15. The liquid crystal display according to claim 12, wherein the pixel electrode is overlapped with a gate line, a data line and the thin film transistor.

16. A method of fabricating a liquid crystal display, comprising:

forming a plurality of gate electrodes and gate lines on a first substrate;

forming a gate insulation film on the gate electrodes and the gate lines;

forming a semiconductor layer on the gate insulation film;

forming source electrodes and drain electrodes on the semiconductor layer;

forming data lines connected to the source electrodes, the data lines and the gate lines defining a plurality of liquid crystal cells in a matrix;

forming an organic insulation film having a dielectric constant less than about 4 to cover the data lines, the source electrodes and the drain electrodes; and

forming a pixel electrode on the organic insulation film in each of the liquid crystal cells, the pixel electrode contacting one of the drain electrodes.

17. The method of fabricating a liquid crystal display according to claim 16, wherein the organic insulation film is formed by benzocyclobutene (BCB).

18. The method of fabricating a liquid crystal display according to claim 16, wherein the organic insulation film is formed by acryl resin.

19. The method of fabricating a liquid crystal display according to claim 16, wherein the organic insulation film is formed by a photo acryl (P/A) of acryl resin.

20. The method of fabricating a liquid crystal display according to claim 16, further comprising overlapping the pixel electrode with more than one of the data lines located adjacent thereto.

21. The method of fabricating the liquid crystal display according to claim 20, further comprising overlapping the pixel electrode with at least one of the gate lines.

22. The method of fabricating the liquid crystal display according to claim 21, further comprising overlapping the pixel electrode with one of the source electrodes, one of the drain electrodes and one of the gate electrodes.

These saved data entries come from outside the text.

//! Bounded backoff policy for waiting on asynchronous backend runs.
//!
//! ```rust
//! use std::time::Duration;
//! use tprovider::PollPolicy;
//!
//! let policy = PollPolicy::default().with_max_wait(Duration::from_secs(5));
//! assert_eq!(policy.interval_for_poll(1), Duration::from_millis(250));
//! assert!(policy.interval_for_poll(50) <= policy.max_interval);
//! ```

use std::time::Duration;

#[derive(Debug, Clone, PartialEq)]
pub struct PollPolicy {
    pub initial_interval: Duration,
    pub max_interval: Duration,
    pub backoff_multiplier: f64,
    pub max_wait: Duration,
}

impl Default for PollPolicy {
    fn default() -> Self {
        Self {
            initial_interval: Duration::from_millis(250),
            max_interval: Duration::from_secs(2),
            backoff_multiplier: 1.5,
            max_wait: Duration::from_secs(60),
        }
    }
}

impl PollPolicy {
    pub fn with_initial_interval(mut self, interval: Duration) -> Self {
        self.initial_interval = interval;
        self
    }

    pub fn with_max_interval(mut self, interval: Duration) -> Self {
        self.max_interval = interval;
        self
    }

    pub fn with_max_wait(mut self, max_wait: Duration) -> Self {
        self.max_wait = max_wait;
        self
    }

    /// Delay before the `poll`-th status check (1-based).
    pub fn interval_for_poll(&self, poll: u32) -> Duration {
        let exponent = poll.saturating_sub(1).min(64) as i32;
        let multiplier = self.backoff_multiplier.max(1.0);
        let unbounded = self.initial_interval.as_secs_f64() * multiplier.powi(exponent);
        Duration::from_secs_f64(unbounded.min(self.max_interval.as_secs_f64()))
    }
}

#[cfg(test)]
mod tests {
    use super::*;

    #[test]
    fn poll_interval_grows_and_caps() {
        let policy = PollPolicy {
            initial_interval: Duration::from_millis(100),
            max_interval: Duration::from_millis(250),
            backoff_multiplier: 2.0,
            max_wait: Duration::from_secs(1),
        };

        assert_eq!(policy.interval_for_poll(1), Duration::from_millis(100));
        assert_eq!(policy.interval_for_poll(2), Duration::from_millis(200));
        assert_eq!(policy.interval_for_poll(3), Duration::from_millis(250));
        assert_eq!(policy.interval_for_poll(40), Duration::from_millis(250));
    }

    #[test]
    fn shrinking_multiplier_is_treated_as_constant_interval() {
        let policy = PollPolicy {
            backoff_multiplier: 0.5,
            ..PollPolicy::default()
        };

        assert_eq!(policy.interval_for_poll(1), policy.interval_for_poll(5));
    }

    #[test]
    fn builder_helpers_override_defaults() {
        let policy = PollPolicy::default()
            .with_initial_interval(Duration::from_millis(10))
            .with_max_interval(Duration::from_millis(20))
            .with_max_wait(Duration::from_secs(3));

        assert_eq!(policy.initial_interval, Duration::from_millis(10));
        assert_eq!(policy.max_interval, Duration::from_millis(20));
        assert_eq!(policy.max_wait, Duration::from_secs(3));
    }
}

23. The method of fabricating the liquid crystal display according to claim 20, further comprising overlapping the pixel electrode with one of the source electrodes, one of the drain electrodes and one of the gate electrodes.

24. The method of fabricating a liquid crystal display according to claim 16, further comprising overlapping the pixel electrode with more than one of the gate lines located adjacent thereto.

25. The method of fabricating the liquid crystal display according to claim 24, further comprising overlapping the pixel electrode with one of the source electrodes, one of the drain electrodes and one of the gate electrodes.

26. The method of fabricating a liquid crystal display according to claim 16, further comprising overlapping the pixel electrode with one of the source electrodes, one of the drain electrodes and one of the gate electrodes.

27. The method of fabricating a liquid crystal display according to claim 16, wherein the pixel electrode has a rectangular shape having four sides, an entire length of each of the four sides being parallel to either one of the data lines or one of the gate lines.